Australian and Chinese researchers are jointly pioneering the development of the world’s inaugural safe and highly efficient non-toxic aqueous aluminum radical battery. The collaborative teams hailing from Flinders University in South Australia and Zhejiang Sci-Tech University in China have unveiled their pioneering work in a recent publication within the esteemed Journal of American Chemistry, the flagship periodical of the American Chemical Society.

In stark contrast to conventional batteries, which often contain hazardous materials that can wreak havoc on the environment during disposal, this groundbreaking innovation seeks to eliminate such risks. Toxic substances like lead, cadmium, and mercury, notorious for endangering both people and wildlife while contaminating ecosystems, linger in the environment for prolonged periods.

The research, spearheaded by Dr. Kai Zhang of Zhejiang Sci-Tech University and Associate Professor Zhongfan Jia’s research lab at Flinders University, focuses on the electrochemistry of stable radicals within the widely employed Lewis acid electrolyte (Al(Otf)3) and battery testing. The result is the inception of aluminum radical batteries featuring water-based electrolytes. These batteries are not only fire-resistant and air-stable but also consistently deliver a stable voltage output of 1.25 V, accompanied by an impressive capacity of 110 mAh g–1 over 800 charging cycles, with only a minimal 0.028% loss per cycle.

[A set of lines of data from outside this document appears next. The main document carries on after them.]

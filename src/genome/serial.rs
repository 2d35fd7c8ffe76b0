//! Serialized form of a genome
//!
//! A JSON element tree: container, graphs, subgraphs, nodes, each with an
//! `id` and a `ref` naming its grammar counterpart. Node values live in
//! `$param` tags; `place`, `next` and `prev` tags record the slice order.
//! Only resolved genomes are written. Loading checks the tree against the
//! grammar and advances the id generator past every loaded id.

use super::container::{Genome, ResolvedGenome};
use super::edge::{Edge, LabelKind};
use super::node::MacroNode;
use super::section_graph::SectionGraph;
use super::slice::Slice;
use super::subgraph::SubsectionGraph;
use super::tag::Tag;
use crate::error::GenomeError;
use crate::grammar::{Grammar, Macro, ParameterKind};
use crate::ids::{EntityId, IdGenerator, NodeId};
use chrono::{DateTime, Utc};
use log::{debug, info};
use serde::{Deserialize, Serialize};
use std::collections::{HashMap, HashSet};
use std::path::Path;
use std::sync::Arc;

pub const FORMAT_VERSION: u32 = 1;

const PLACE_TAG: &str = "place";
const NEXT_TAG: &str = "next";
const PREV_TAG: &str = "prev";

#[derive(Debug, Clone, Serialize, Deserialize)]
pub struct GenomeDocument {
    pub format_version: u32,
    /// Grammar name
    pub grammar: String,
    pub saved_at: DateTime<Utc>,
    pub container: ContainerElement,
}

#[derive(Debug, Clone, Serialize, Deserialize)]
pub struct ContainerElement {
    pub id: String,
    pub prologue: NodeElement,
    pub epilogue: NodeElement,
    pub graphs: Vec<GraphElement>,
}

/// One section graph; `ref` is the section name
#[derive(Debug, Clone, Serialize, Deserialize)]
pub struct GraphElement {
    pub id: String,
    #[serde(rename = "ref")]
    pub reference: String,
    pub prologue: NodeElement,
    pub epilogue: NodeElement,
    pub subgraphs: Vec<SubgraphElement>,
}

/// One subsection graph; `ref` is the subsection name
#[derive(Debug, Clone, Serialize, Deserialize)]
pub struct SubgraphElement {
    pub id: String,
    #[serde(rename = "ref")]
    pub reference: String,
    pub slice: String,
    pub nodes: Vec<NodeElement>,
}

/// One node; `ref` is the macro path
#[derive(Debug, Clone, Serialize, Deserialize)]
pub struct NodeElement {
    pub id: String,
    #[serde(rename = "ref")]
    pub reference: String,
    #[serde(default)]
    pub tags: Vec<Tag>,
    #[serde(default)]
    pub edges: Vec<EdgeElement>,
}

/// One label; `ref` is the parameter name
#[derive(Debug, Clone, PartialEq, Eq, Serialize, Deserialize)]
pub struct EdgeElement {
    #[serde(rename = "ref")]
    pub reference: String,
    pub target: String,
}

impl NodeElement {
    fn from_node(node: &MacroNode) -> Self {
        let tags = node
            .tags()
            .iter()
            .map(|t| Tag::new(format!("${}", t.name), t.value.clone()))
            .collect();
        let edges = node
            .edges()
            .iter()
            .filter_map(|e| {
                e.target().map(|target| EdgeElement {
                    reference: e.parameter().to_string(),
                    target: target.to_string(),
                })
            })
            .collect();
        Self {
            id: node.id().to_string(),
            reference: node.def().path.clone(),
            tags,
            edges,
        }
    }

    fn tag(&self, name: &str) -> Option<&str> {
        self.tags.iter().find(|t| t.name == name).map(|t| t.value.as_str())
    }
}

fn slice_elements(slice: &Slice) -> Vec<NodeElement> {
    slice
        .nodes()
        .iter()
        .enumerate()
        .map(|(position, node)| {
            let mut element = NodeElement::from_node(node);
            element.tags.push(Tag::new(PLACE_TAG, position.to_string()));
            if let Some(next) = slice.next(position) {
                element.tags.push(Tag::new(NEXT_TAG, next.id().to_string()));
            }
            if let Some(prev) = slice.prev(position) {
                element.tags.push(Tag::new(PREV_TAG, prev.id().to_string()));
            }
            element
        })
        .collect()
}

impl ResolvedGenome<'_> {
    pub fn to_document(&self) -> GenomeDocument {
        let genome = self.genome();
        let graphs = genome
            .sections()
            .iter()
            .map(|section| GraphElement {
                id: section.id().to_string(),
                reference: section.def().name.clone(),
                prologue: NodeElement::from_node(section.prologue()),
                epilogue: NodeElement::from_node(section.epilogue()),
                subgraphs: section
                    .subgraphs()
                    .iter()
                    .map(|g| SubgraphElement {
                        id: g.id().to_string(),
                        reference: g.def().name.clone(),
                        slice: g.slice().id().to_string(),
                        nodes: slice_elements(g.slice()),
                    })
                    .collect(),
            })
            .collect();
        GenomeDocument {
            format_version: FORMAT_VERSION,
            grammar: genome.grammar().name.clone(),
            saved_at: Utc::now(),
            container: ContainerElement {
                id: genome.id().to_string(),
                prologue: NodeElement::from_node(genome.prologue()),
                epilogue: NodeElement::from_node(genome.epilogue()),
                graphs,
            },
        }
    }

    pub fn to_json(&self) -> Result<String, GenomeError> {
        Ok(serde_json::to_string_pretty(&self.to_document())?)
    }

    pub fn save_json(&self, path: impl AsRef<Path>) -> Result<(), GenomeError> {
        let path = path.as_ref();
        std::fs::write(path, self.to_json()?)?;
        info!("Saved genome {} to {}", self.genome().id(), path.display());
        Ok(())
    }
}

fn invalid(message: impl Into<String>) -> GenomeError {
    GenomeError::Document(message.into())
}

/// Loading state shared by every element of one document
struct Loader<'a> {
    ids: &'a mut IdGenerator,
    seen: HashSet<String>,
}

impl Loader<'_> {
    fn node(&mut self, element: &NodeElement, def: &Arc<Macro>) -> Result<MacroNode, GenomeError> {
        if element.reference != def.path {
            return Err(invalid(format!(
                "node {} instantiates {} where {} is expected",
                element.id, element.reference, def.path
            )));
        }
        if element.id.is_empty() || !self.seen.insert(element.id.clone()) {
            return Err(invalid(format!("duplicate or empty node id '{}'", element.id)));
        }
        let id = NodeId::from(element.id.as_str());
        self.ids.observe_node(&id);

        let mut tags = Vec::new();
        for param in def.tag_parameters() {
            let value = element
                .tag(&format!("${}", param.name))
                .ok_or_else(|| invalid(format!("node {} lacks a value for '{}'", element.id, param.name)))?;
            if let ParameterKind::UniqueTag = param.kind {
                self.ids.observe_unique_tag(value);
            }
            tags.push(Tag::new(&param.name, value));
        }
        let declared = element.tags.iter().filter(|t| t.name.starts_with('$')).count();
        if declared != tags.len() {
            return Err(invalid(format!("node {} carries unknown parameter tags", element.id)));
        }

        let mut edges = Vec::new();
        for param in def.label_parameters() {
            let kind = match param.kind {
                ParameterKind::InnerLabel(_) => LabelKind::Inner,
                _ => LabelKind::Outer,
            };
            let edge = element
                .edges
                .iter()
                .find(|e| e.reference == param.name)
                .ok_or_else(|| invalid(format!("node {} lacks label '{}'", element.id, param.name)))?;
            edges.push(Edge::attached(&param.name, kind, NodeId::from(edge.target.as_str())));
        }
        if element.edges.len() != edges.len() {
            return Err(invalid(format!("node {} carries unknown labels", element.id)));
        }
        Ok(MacroNode::from_parts(id, Arc::clone(def), tags, edges))
    }

    /// Node elements in `next`/`prev` order
    fn chain<'e>(&self, subgraph: &'e SubgraphElement) -> Result<Vec<&'e NodeElement>, GenomeError> {
        let by_id: HashMap<&str, &NodeElement> =
            subgraph.nodes.iter().map(|n| (n.id.as_str(), n)).collect();
        let mut heads = subgraph.nodes.iter().filter(|n| n.tag(PREV_TAG).is_none());
        let (Some(head), None) = (heads.next(), heads.next()) else {
            return Err(invalid(format!("subgraph {} has no single first node", subgraph.id)));
        };
        let mut ordered = vec![head];
        let mut cursor = head;
        while let Some(next) = cursor.tag(NEXT_TAG) {
            let node = by_id
                .get(next)
                .copied()
                .ok_or_else(|| invalid(format!("node {} links to missing node {}", cursor.id, next)))?;
            if node.tag(PREV_TAG) != Some(cursor.id.as_str()) || ordered.len() > subgraph.nodes.len() {
                return Err(invalid(format!("broken links around node {}", cursor.id)));
            }
            ordered.push(node);
            cursor = node;
        }
        if ordered.len() != subgraph.nodes.len() {
            return Err(invalid(format!("subgraph {} has unlinked nodes", subgraph.id)));
        }
        for (position, node) in ordered.iter().enumerate() {
            if let Some(place) = node.tag(PLACE_TAG) {
                if place.parse::<usize>().ok() != Some(position) {
                    return Err(invalid(format!("node {} is placed at {} but linked at {}", node.id, place, position)));
                }
            }
        }
        Ok(ordered)
    }

    fn subgraph(&mut self, section: &str, element: &SubgraphElement, grammar: &Grammar) -> Result<SubsectionGraph, GenomeError> {
        let def = grammar.subsection(section, &element.reference).ok_or_else(|| {
            invalid(format!("grammar {} has no subsection {}/{}", grammar.name, section, element.reference))
        })?;
        let ordered = self.chain(element)?;
        if ordered.len() < 2 {
            return Err(invalid(format!("subgraph {} lacks its prologue or epilogue", element.id)));
        }
        let last = ordered.len() - 1;
        let mut nodes = Vec::with_capacity(ordered.len());
        for (position, node) in ordered.into_iter().enumerate() {
            let macro_def = if position == 0 {
                &def.prologue
            } else if position == last {
                &def.epilogue
            } else {
                def.macros
                    .iter()
                    .find(|m| m.path == node.reference)
                    .ok_or_else(|| invalid(format!("node {} uses unknown macro {}", node.id, node.reference)))?
            };
            nodes.push(self.node(node, macro_def)?);
        }
        let id = EntityId::from(element.id.as_str());
        let slice_id = EntityId::from(element.slice.as_str());
        self.ids.observe_graph(&id);
        self.ids.observe_slice(&slice_id);
        Ok(SubsectionGraph::from_parts(id, Arc::clone(def), Slice::from_nodes(slice_id, nodes)))
    }

    fn graph(&mut self, element: &GraphElement, grammar: &Grammar) -> Result<SectionGraph, GenomeError> {
        let def = grammar
            .section(&element.reference)
            .ok_or_else(|| invalid(format!("grammar {} has no section {}", grammar.name, element.reference)))?;
        let prologue = self.node(&element.prologue, &def.prologue)?;
        let epilogue = self.node(&element.epilogue, &def.epilogue)?;
        let subgraphs = element
            .subgraphs
            .iter()
            .map(|g| self.subgraph(&def.name, g, grammar))
            .collect::<Result<Vec<_>, _>>()?;
        let id = EntityId::from(element.id.as_str());
        self.ids.observe_graph(&id);
        Ok(SectionGraph::from_parts(id, Arc::clone(def), prologue, epilogue, subgraphs))
    }
}

impl GenomeDocument {
    /// Rebuild the genome described by this document
    pub fn into_genome(self, grammar: &Arc<Grammar>, ids: &mut IdGenerator) -> Result<Genome, GenomeError> {
        if self.format_version != FORMAT_VERSION {
            return Err(invalid(format!("unsupported format version {}", self.format_version)));
        }
        if self.grammar != grammar.name {
            return Err(invalid(format!(
                "document was written for grammar {}, not {}",
                self.grammar, grammar.name
            )));
        }
        let container = &self.container;
        let names: Vec<&str> = container.graphs.iter().map(|g| g.reference.as_str()).collect();
        let expected: Vec<&str> = grammar.sections.iter().map(|s| s.name.as_str()).collect();
        if names != expected {
            return Err(invalid(format!("sections {:?} do not match grammar order {:?}", names, expected)));
        }

        let mut loader = Loader {
            ids,
            seen: HashSet::new(),
        };
        let prologue = loader.node(&container.prologue, &grammar.prologue)?;
        let epilogue = loader.node(&container.epilogue, &grammar.epilogue)?;
        let sections = container
            .graphs
            .iter()
            .map(|g| loader.graph(g, grammar))
            .collect::<Result<Vec<_>, _>>()?;
        let id = EntityId::from(container.id.as_str());
        loader.ids.observe_graph(&id);

        for element in container.graphs.iter().flat_map(|g| &g.subgraphs).flat_map(|g| &g.nodes) {
            if let Some(edge) = element.edges.iter().find(|e| !loader.seen.contains(&e.target)) {
                return Err(invalid(format!(
                    "label '{}' of node {} points at missing node {}",
                    edge.reference, element.id, edge.target
                )));
            }
        }

        let genome = Genome::from_parts(id, Arc::clone(grammar), prologue, epilogue, sections);
        debug!("Loaded genome {} with {} macros", genome.id(), genome.macro_count());
        Ok(genome)
    }
}

impl Genome {
    pub fn from_json(json: &str, grammar: &Arc<Grammar>, ids: &mut IdGenerator) -> Result<Genome, GenomeError> {
        let document: GenomeDocument = serde_json::from_str(json)?;
        document.into_genome(grammar, ids)
    }

    pub fn load_json(path: impl AsRef<Path>, grammar: &Arc<Grammar>, ids: &mut IdGenerator) -> Result<Genome, GenomeError> {
        let path = path.as_ref();
        let data = std::fs::read_to_string(path)?;
        let genome = Self::from_json(&data, grammar, ids)?;
        info!("Loaded genome {} from {}", genome.id(), path.display());
        Ok(genome)
    }
}
//! Edge — a structural link from a node to another node
//!
//! An edge is either attached to a target id or floating. A floating edge
//! carries a restore hint describing where it pointed before it was
//! detached or cloned, so the resolver can prefer the same structure.

use crate::ids::NodeId;
use std::collections::HashMap;

/// Which label parameter produced the edge
#[derive(Debug, Clone, Copy, PartialEq, Eq, Hash)]
pub enum LabelKind {
    /// Target inside the same subsection graph
    Inner,
    /// Target is the prologue of some subsection graph
    Outer,
}

/// Position of a subsection graph inside a genome
#[derive(Debug, Clone, PartialEq, Eq, Hash)]
pub struct TargetLocation {
    /// Owning section name
    pub section: String,
    /// Subsection name
    pub subsection: String,
    /// Index among the section's graphs of the same subsection
    pub position: usize,
}

/// Bookkeeping carried by a floating edge
#[derive(Debug, Clone, Default, PartialEq, Eq)]
pub struct RestoreHint {
    pub prior_target: Option<NodeId>,
    /// Signed distance from source to target (inner labels)
    pub offset: Option<isize>,
    /// Where the old target's subsection graph sat (outer labels)
    pub location: Option<TargetLocation>,
}

impl RestoreHint {
    pub fn is_empty(&self) -> bool {
        self.prior_target.is_none() && self.offset.is_none() && self.location.is_none()
    }
}

#[derive(Debug, Clone, PartialEq, Eq)]
pub enum EdgeState {
    Floating(RestoreHint),
    Attached(NodeId),
}

#[derive(Debug, Clone, PartialEq, Eq)]
pub struct Edge {
    parameter: String,
    kind: LabelKind,
    state: EdgeState,
}

impl Edge {
    /// A fresh edge with no history
    pub fn floating(parameter: impl Into<String>, kind: LabelKind) -> Self {
        Self {
            parameter: parameter.into(),
            kind,
            state: EdgeState::Floating(RestoreHint::default()),
        }
    }

    pub(crate) fn attached(parameter: impl Into<String>, kind: LabelKind, target: NodeId) -> Self {
        Self {
            parameter: parameter.into(),
            kind,
            state: EdgeState::Attached(target),
        }
    }

    pub fn parameter(&self) -> &str {
        &self.parameter
    }

    pub fn kind(&self) -> LabelKind {
        self.kind
    }

    pub fn state(&self) -> &EdgeState {
        &self.state
    }

    pub fn target(&self) -> Option<&NodeId> {
        match &self.state {
            EdgeState::Attached(id) => Some(id),
            EdgeState::Floating(_) => None,
        }
    }

    pub fn hint(&self) -> Option<&RestoreHint> {
        match &self.state {
            EdgeState::Floating(hint) => Some(hint),
            EdgeState::Attached(_) => None,
        }
    }

    pub fn is_floating(&self) -> bool {
        matches!(self.state, EdgeState::Floating(_))
    }

    pub(crate) fn attach(&mut self, target: NodeId) {
        self.state = EdgeState::Attached(target);
    }

    pub(crate) fn float(&mut self, hint: RestoreHint) {
        self.state = EdgeState::Floating(hint);
    }
}

/// Snapshot of where every subsection graph prologue sits in a genome
///
/// Built before an edit so outer labels can record a location hint while
/// the genome is being mutated.
#[derive(Debug, Clone, Default)]
pub struct TargetLocator {
    entries: HashMap<NodeId, TargetLocation>,
}

impl TargetLocator {
    pub fn empty() -> Self {
        Self::default()
    }

    pub(crate) fn insert(&mut self, prologue: NodeId, location: TargetLocation) {
        self.entries.insert(prologue, location);
    }

    pub fn locate(&self, prologue: &NodeId) -> Option<&TargetLocation> {
        self.entries.get(prologue)
    }

    /// Restore hint for an outer edge currently pointing at `target`
    pub fn outer_hint(&self, target: &NodeId) -> RestoreHint {
        RestoreHint {
            prior_target: Some(target.clone()),
            offset: None,
            location: self.locate(target).cloned(),
        }
    }

    pub fn len(&self) -> usize {
        self.entries.len()
    }

    pub fn is_empty(&self) -> bool {
        self.entries.is_empty()
    }
}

Professor Zhongfan Jia, a luminary in Flinders University’s College of Science and Engineering, envisions a future where biodegradable materials are integrated into the development of soft-pack batteries, thus ensuring both the safety and sustainability of the product.

Distinguished by their utilization of abundant Earth crust elements, such as Al3+, Zn2+, or Mg2+, multivalent metal ion batteries offer considerably higher energy density compared to traditional lithium-ion batteries (LIBs), as emphasized by Professor Jia. Notably, aluminum-ion batteries (AIBs) have garnered significant interest due to the abundance of aluminum, constituting the third most prevalent element (8.1%) on Earth, thereby rendering AIBs a potentially cost-effective and sustainable energy storage solution.

However, a prominent challenge facing current AIBs pertains to the sluggish movement of Al3+ ion complexes, which results in AIBs with limited cathode efficiency. Although organic conjugated polymers have emerged as potential cathode materials for AIBs to address this ion transport issue, their battery voltage output performance has remained lackluster.

Intriguingly, stable radicals represent a class of organic electroactive molecules that have found wide application across various organic battery systems. This revolutionary concept was first introduced to the market by NEC® in 2012. Previously, the Jia Lab at Flinders University had successfully developed radical materials for organic hybrid LIBs, sodium-ion batteries, and all-organic batteries. However, these radical materials had not been applied to AIBs owing to a dearth of understanding regarding their electrochemical reactions within electrolytes.

Funding for this groundbreaking research was generously provided by the National Natural Science Foundation of China and the Australian Research Council.